*WHAT IS NEEDED*: Across the entries below, determine how many lines include the word "CallRequest". State only the resulting number.

┌────────

use std::fmt;
use std::str::FromStr;

use serde::ser::SerializeStruct;
use serde::{Serialize, Serializer};

use crate::LedgerError;
use crate::util::{format_hex_prefixed, format_hex_u64, format_hex_u128, parse_hex_bytes};

/// A 20-byte account or contract address.
#[derive(Debug, Clone, Copy, PartialEq, Eq, Hash)]
pub struct Address(pub [u8; 20]);

impl Address {
    pub fn as_bytes(&self) -> &[u8; 20] {
        &self.0
    }
}

impl fmt::Display for Address {
    fn fmt(&self, f: &mut fmt::Formatter<'_>) -> fmt::Result {
        f.write_str(&format_hex_prefixed(&self.0))
    }
}

impl FromStr for Address {
    type Err = LedgerError;

    fn from_str(s: &str) -> Result<Self, Self::Err> {
        parse_hex_bytes::<20>(s).map(Address)
    }
}

impl Serialize for Address {
    fn serialize<S: Serializer>(&self, serializer: S) -> Result<S::Ok, S::Error> {
        serializer.serialize_str(&format_hex_prefixed(&self.0))
    }
}

#[derive(Debug, Clone, Copy, PartialEq, Eq)]
pub enum BlockTag {
    Latest,
    Pending,
}

impl BlockTag {
    pub fn to_param(self) -> serde_json::Value {
        let tag = match self {
            BlockTag::Latest => "latest",
            BlockTag::Pending => "pending",
        };
        serde_json::Value::String(tag.to_string())
    }
}

/// A state-mutating call as the node expects it: hex-quantity fields,
/// absent fields omitted so the node fills them in.
#[derive(Debug, Clone, PartialEq, Eq)]
pub struct CallRequest {
    pub from: Address,
    pub to: Address,
    pub value: u128,
    pub data: Vec<u8>,
    pub gas: Option<u64>,
    pub max_fee_per_gas: Option<u128>,
    pub max_priority_fee_per_gas: Option<u128>,
    pub nonce: Option<u64>,
}

impl Serialize for CallRequest {
    fn serialize<S: Serializer>(&self, serializer: S) -> Result<S::Ok, S::Error> {
        let optional = [
            self.gas.is_some(),
            self.max_fee_per_gas.is_some(),
            self.max_priority_fee_per_gas.is_some(),
            self.nonce.is_some(),
        ]
        .iter()
        .filter(|present| **present)
        .count();
        let mut state = serializer.serialize_struct("CallRequest", 4 + optional)?;
        state.serialize_field("from", &self.from)?;
        state.serialize_field("to", &self.to)?;
        state.serialize_field("value", &format_hex_u128(self.value))?;
        state.serialize_field("data", &format_hex_prefixed(&self.data))?;
        if let Some(gas) = self.gas {
            state.serialize_field("gas", &format_hex_u64(gas))?;
        }
        if let Some(max_fee) = self.max_fee_per_gas {
            state.serialize_field("maxFeePerGas", &format_hex_u128(max_fee))?;
        }
        if let Some(priority) = self.max_priority_fee_per_gas {
            state.serialize_field("maxPriorityFeePerGas", &format_hex_u128(priority))?;
        }
        if let Some(nonce) = self.nonce {
            state.serialize_field("nonce", &format_hex_u64(nonce))?;
        }
        state.end()
    }
}

/// Live pricing signals as reported by the node. Any of them can be
/// missing: pre-1559 nodes have no base fee or priority fee hint.
#[derive(Debug, Clone, Copy, Default, PartialEq, Eq)]
pub struct FeeSignals {
    pub base_fee: Option<u128>,
    pub priority_fee: Option<u128>,
    pub legacy_gas_price: Option<u128>,
}

/// Outcome of a finalized submission.
#[derive(Debug, Clone, PartialEq, Eq)]
pub struct FinalityReport {
    pub ok: bool,
    pub block_number: Option<u64>,
    pub tx_hash: String,
}
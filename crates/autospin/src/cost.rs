/// Outcome of the pre-submission affordability check. Computed fresh every
/// cycle, never cached.
#[derive(Debug, Clone, Copy, PartialEq, Eq)]
pub struct CostCheck {
    pub sufficient: bool,
    pub balance: u128,
    pub required: u128,
}

impl CostCheck {
    pub fn shortfall(&self) -> u128 {
        self.required.saturating_sub(self.balance)
    }
}

/// Verify the account can cover `value + gas_limit * max_fee_per_gas`.
///
/// The product of gas units and wei-per-gas can exceed 64 bits on its own,
/// so everything runs in u128 with checked arithmetic; an overflowing
/// requirement is unconditionally insufficient.
pub fn check(balance: u128, value: u128, gas_limit: u64, max_fee_per_gas: u128) -> CostCheck {
    match (gas_limit as u128)
        .checked_mul(max_fee_per_gas)
        .and_then(|fee| fee.checked_add(value))
    {
        Some(required) => CostCheck {
            sufficient: balance >= required,
            balance,
            required,
        },
        None => CostCheck {
            sufficient: false,
            balance,
            required: u128::MAX,
        },
    }
}

#[cfg(test)]
mod tests {
    use super::*;

    #[test]
    fn covers_value_plus_worst_case_fee() {
        let check = check(100, 50, 10, 4);
        assert_eq!(check.required, 90);
        assert!(check.sufficient);
        assert_eq!(check.shortfall(), 0);
    }

    #[test]
    fn reports_exact_shortfall() {
        let check = check(80, 50, 10, 4);
        assert_eq!(check.required, 90);
        assert!(!check.sufficient);
        assert_eq!(check.shortfall(), 10);
    }

    #[test]
    fn exact_balance_is_sufficient() {
        let check = check(90, 50, 10, 4);
        assert!(check.sufficient);
    }

    #[test]
    fn wide_products_do_not_overflow() {
        // ~30M gas at ~10k gwei: far beyond u64 when multiplied.
        let gas = 30_000_000u64;
        let fee = 10_000_000_000_000u128;
        let value = 1_000_000_000_000_000_000u128;
        let check = check(u128::MAX, value, gas, fee);
        assert_eq!(check.required, value + gas as u128 * fee);
        assert!(check.sufficient);
    }

    #[test]
    fn overflowing_requirement_is_insufficient() {
        let check = check(u128::MAX, u128::MAX, u64::MAX, u128::MAX);
        assert!(!check.sufficient);
        assert_eq!(check.required, u128::MAX);
    }
}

└────────

*ANSWER TO THIS TASK*: 3